Sweeping dramas set in days of yore are everywhere. But which are some of the finest television ever created? And which are little more than an excuse to show naked backsides?

Inflate thy balloons and unsheathe thy Party Rings, for here is Chief of War (Apple TV+) to remind us of the joy of the scowling historical epic. Here too, almost, is Battle of Hastings belter King & Conqueror (BBC, August). And Spartacus: House of Ashur (Starz, this winter). Also in the period-specific pipeline are second series for Disney+’s brilliant Shogun and Amazon Prime’s terrible House of David.

Historical epics, it would not be unreasonable to say, are everywhere.

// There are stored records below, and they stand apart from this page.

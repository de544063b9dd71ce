// Copyright (C) 2026 The Volley Stats Contributors
// Use of this source code is governed by an MIT-style
// license that can be found in the LICENSE file or at
// https://opensource.org/licenses/MIT.

use crate::action::{ActionCategory, PointDetail, RecordedAction, Side};
use serde::{Deserialize, Serialize};

/// Points a side needs before a set can end.
pub const SET_POINT_TARGET: i32 = 25;

/// Lead required to close a set once the target is reached.
pub const SET_WIN_MARGIN: i32 = 2;

/// The running score of a set.
#[derive(Debug, Clone, Copy, PartialEq, Eq, Hash, Default, Serialize, Deserialize)]
pub struct Score {
    pub own: i32,
    pub opponent: i32,
}

impl Score {
    #[must_use]
    pub const fn new(own: i32, opponent: i32) -> Self {
        Self { own, opponent }
    }

    /// Returns this score with one more point for `side`.
    #[must_use]
    pub const fn credit(self, side: Side) -> Self {
        match side {
            Side::Own => Self::new(self.own + 1, self.opponent),
            Side::Opponent => Self::new(self.own, self.opponent + 1),
        }
    }

    /// Returns whether either side has reached the target with the required lead.
    ///
    /// The same rule applies to every set, including a deciding set.
    #[must_use]
    pub const fn is_set_over(&self) -> bool {
        let leader: i32 = if self.own > self.opponent {
            self.own
        } else {
            self.opponent
        };
        leader >= SET_POINT_TARGET && (self.own - self.opponent).abs() >= SET_WIN_MARGIN
    }
}

impl std::fmt::Display for Score {
    fn fmt(&self, f: &mut std::fmt::Formatter<'_>) -> std::fmt::Result {
        write!(f, "{}:{}", self.own, self.opponent)
    }
}

/// Derives which side, if any, is credited with a point.
///
/// A supplied point-detail code always decides. Without one, only the generic
/// team point scores; every other action is recorded for statistics only.
///
/// # Arguments
///
/// * `category` - The action category
/// * `point_detail` - The follow-up classification, if one was captured
#[must_use]
pub const fn derive_point_attribution(
    category: ActionCategory,
    point_detail: Option<PointDetail>,
) -> Option<Side> {
    match (point_detail, category) {
        (Some(detail), _) => detail.attribution(),
        (None, ActionCategory::OurPoint) => Some(Side::Own),
        (None, _) => None,
    }
}

/// Returns the number the next set of a match receives.
///
/// # Arguments
///
/// * `current_max` - The highest existing set number, or `None` if the match has no sets
#[must_use]
pub const fn next_set_number(current_max: Option<i32>) -> i32 {
    match current_max {
        Some(max) => max + 1,
        None => 1,
    }
}

/// Counts point attributions over a set's full action history.
#[must_use]
pub fn tally_score(actions: &[RecordedAction]) -> Score {
    actions
        .iter()
        .filter_map(|action| action.point_for)
        .fold(Score::default(), Score::credit)
}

But which are the best and which should be catapulted, screaming, across a poorly rendered CGI battlefield? Given their abundance, some arbitrary judging criteria are clearly in order. Hence: no “fantasy” nonsense (ie Game of Thrones) and nothing set after the early 1800s, the latter on the grounds that a) there are too many of the sods and b) Julian “Downton Bloody Abbey” Fellowes has effectively tucked the era under his top hat and run off with it while honking like an overprivileged goose.

Let battle commenceth…

The Best

Wolf Hall (2015 and 2024)

An object lesson, here, in how to deliver prestige historical drama without recourse to bums or bombast. Instead, there are exquisitely layered performances (Damian Lewis, Jonathan Pryce), quiet, adult explorations of difficult, adult things (grief, ageing) and many, many candlelit silences into which Mark Rylance’s Thomas Cromwell glides, his expression, as always, that of a ferret saddened by developments in France. A monumental achievement, obviously, and in director Peter Kosminsksy and scriptwriter Peter Straughan’s hands, a near-perfect adaptation of Hilary Mantel’s three-piece masterpiece.